- [Information supplied]
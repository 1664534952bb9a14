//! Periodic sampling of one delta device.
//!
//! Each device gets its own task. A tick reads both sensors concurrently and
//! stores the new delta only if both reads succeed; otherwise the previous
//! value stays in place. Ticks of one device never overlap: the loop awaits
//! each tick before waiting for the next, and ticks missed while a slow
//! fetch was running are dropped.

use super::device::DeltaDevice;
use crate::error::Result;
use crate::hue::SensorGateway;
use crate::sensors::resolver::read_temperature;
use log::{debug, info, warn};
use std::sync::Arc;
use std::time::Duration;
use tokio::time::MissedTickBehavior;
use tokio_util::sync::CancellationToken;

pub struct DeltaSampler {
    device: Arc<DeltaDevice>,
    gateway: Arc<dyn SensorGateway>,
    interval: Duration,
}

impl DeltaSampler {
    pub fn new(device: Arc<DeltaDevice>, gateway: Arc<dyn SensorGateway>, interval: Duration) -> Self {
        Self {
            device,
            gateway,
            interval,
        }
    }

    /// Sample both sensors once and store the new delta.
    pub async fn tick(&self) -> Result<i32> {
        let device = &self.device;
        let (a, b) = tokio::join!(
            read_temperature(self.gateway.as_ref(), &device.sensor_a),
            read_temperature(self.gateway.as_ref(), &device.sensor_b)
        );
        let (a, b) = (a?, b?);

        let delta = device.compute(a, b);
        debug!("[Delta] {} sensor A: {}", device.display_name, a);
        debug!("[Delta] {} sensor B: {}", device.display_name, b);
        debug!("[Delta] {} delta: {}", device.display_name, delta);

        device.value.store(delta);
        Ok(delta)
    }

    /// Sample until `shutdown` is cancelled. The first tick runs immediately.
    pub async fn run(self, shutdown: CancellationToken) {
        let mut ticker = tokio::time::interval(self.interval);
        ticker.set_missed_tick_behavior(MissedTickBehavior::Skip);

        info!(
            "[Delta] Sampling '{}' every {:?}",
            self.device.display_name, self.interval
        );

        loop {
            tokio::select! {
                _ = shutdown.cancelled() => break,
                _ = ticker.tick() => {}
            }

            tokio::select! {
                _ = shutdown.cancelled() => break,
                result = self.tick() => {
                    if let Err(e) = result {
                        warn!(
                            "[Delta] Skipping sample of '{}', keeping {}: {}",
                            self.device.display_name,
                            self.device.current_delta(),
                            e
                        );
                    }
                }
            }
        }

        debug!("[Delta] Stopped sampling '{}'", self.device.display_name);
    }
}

==

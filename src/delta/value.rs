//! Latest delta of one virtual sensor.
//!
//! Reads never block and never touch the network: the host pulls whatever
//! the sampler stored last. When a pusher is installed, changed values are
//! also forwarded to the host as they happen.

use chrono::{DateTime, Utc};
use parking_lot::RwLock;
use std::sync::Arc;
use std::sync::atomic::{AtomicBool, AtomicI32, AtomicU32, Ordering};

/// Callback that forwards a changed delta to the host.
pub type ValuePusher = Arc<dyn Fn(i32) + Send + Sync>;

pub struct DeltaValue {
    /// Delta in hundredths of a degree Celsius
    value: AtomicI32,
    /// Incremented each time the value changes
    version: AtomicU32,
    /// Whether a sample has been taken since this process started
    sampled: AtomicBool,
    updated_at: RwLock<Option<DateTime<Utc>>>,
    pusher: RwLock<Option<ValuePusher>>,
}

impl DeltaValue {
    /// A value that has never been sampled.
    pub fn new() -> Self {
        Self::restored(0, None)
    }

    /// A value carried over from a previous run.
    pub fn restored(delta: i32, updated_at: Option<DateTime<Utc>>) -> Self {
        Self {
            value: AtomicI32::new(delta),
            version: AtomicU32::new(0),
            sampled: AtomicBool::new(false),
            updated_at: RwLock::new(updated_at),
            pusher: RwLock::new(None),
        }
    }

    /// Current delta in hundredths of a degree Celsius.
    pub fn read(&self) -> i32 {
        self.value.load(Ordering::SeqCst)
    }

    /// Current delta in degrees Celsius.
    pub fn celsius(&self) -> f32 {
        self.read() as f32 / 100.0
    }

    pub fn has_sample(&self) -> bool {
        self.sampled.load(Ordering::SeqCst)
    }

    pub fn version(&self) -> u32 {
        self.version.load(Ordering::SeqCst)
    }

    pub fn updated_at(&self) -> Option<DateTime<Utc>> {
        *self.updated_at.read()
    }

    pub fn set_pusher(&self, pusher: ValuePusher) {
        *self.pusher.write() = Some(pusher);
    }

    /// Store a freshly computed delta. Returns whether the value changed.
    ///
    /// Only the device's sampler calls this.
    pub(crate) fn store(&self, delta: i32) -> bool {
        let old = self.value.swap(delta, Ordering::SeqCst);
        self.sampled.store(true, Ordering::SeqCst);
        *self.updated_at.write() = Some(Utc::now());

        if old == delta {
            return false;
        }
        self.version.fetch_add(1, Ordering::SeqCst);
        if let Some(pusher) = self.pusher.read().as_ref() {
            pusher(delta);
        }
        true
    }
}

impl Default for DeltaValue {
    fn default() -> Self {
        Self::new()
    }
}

...

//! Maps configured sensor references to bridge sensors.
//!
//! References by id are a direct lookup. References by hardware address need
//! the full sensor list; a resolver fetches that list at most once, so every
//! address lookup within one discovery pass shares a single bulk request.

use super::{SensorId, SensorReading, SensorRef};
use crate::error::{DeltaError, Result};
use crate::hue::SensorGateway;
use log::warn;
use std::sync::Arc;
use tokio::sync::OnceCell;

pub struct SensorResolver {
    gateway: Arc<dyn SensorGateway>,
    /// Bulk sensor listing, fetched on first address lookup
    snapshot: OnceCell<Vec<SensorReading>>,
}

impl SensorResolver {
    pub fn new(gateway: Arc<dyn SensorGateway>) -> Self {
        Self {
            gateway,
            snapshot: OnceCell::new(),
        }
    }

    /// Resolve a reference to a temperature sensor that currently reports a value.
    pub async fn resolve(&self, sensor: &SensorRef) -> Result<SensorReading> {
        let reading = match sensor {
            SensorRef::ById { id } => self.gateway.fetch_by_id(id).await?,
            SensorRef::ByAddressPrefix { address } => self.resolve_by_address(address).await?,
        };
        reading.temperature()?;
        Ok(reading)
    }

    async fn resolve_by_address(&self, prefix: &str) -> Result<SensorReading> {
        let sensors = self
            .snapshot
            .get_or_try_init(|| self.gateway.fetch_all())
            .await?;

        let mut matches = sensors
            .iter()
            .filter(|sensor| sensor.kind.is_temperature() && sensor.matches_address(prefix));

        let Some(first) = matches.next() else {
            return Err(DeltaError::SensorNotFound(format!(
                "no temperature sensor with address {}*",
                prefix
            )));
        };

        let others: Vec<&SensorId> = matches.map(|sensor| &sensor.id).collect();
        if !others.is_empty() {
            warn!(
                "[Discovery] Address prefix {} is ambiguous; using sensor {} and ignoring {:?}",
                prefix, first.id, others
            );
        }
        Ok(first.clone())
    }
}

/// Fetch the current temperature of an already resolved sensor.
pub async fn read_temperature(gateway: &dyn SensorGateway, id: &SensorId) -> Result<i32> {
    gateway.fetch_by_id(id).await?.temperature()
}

- [Task brief]
Proceeding from the line containing "as they happen." through the line containing "pub struct DeltaValue", transcribe the lines above exactly, both end lines included.

- [Task output]
//! also forwarded to the host as they happen.

use chrono::{DateTime, Utc};
use parking_lot::RwLock;
use std::sync::Arc;
use std::sync::atomic::{AtomicBool, AtomicI32, AtomicU32, Ordering};

/// Callback that forwards a changed delta to the host.
pub type ValuePusher = Arc<dyn Fn(i32) + Send + Sync>;

pub struct DeltaValue {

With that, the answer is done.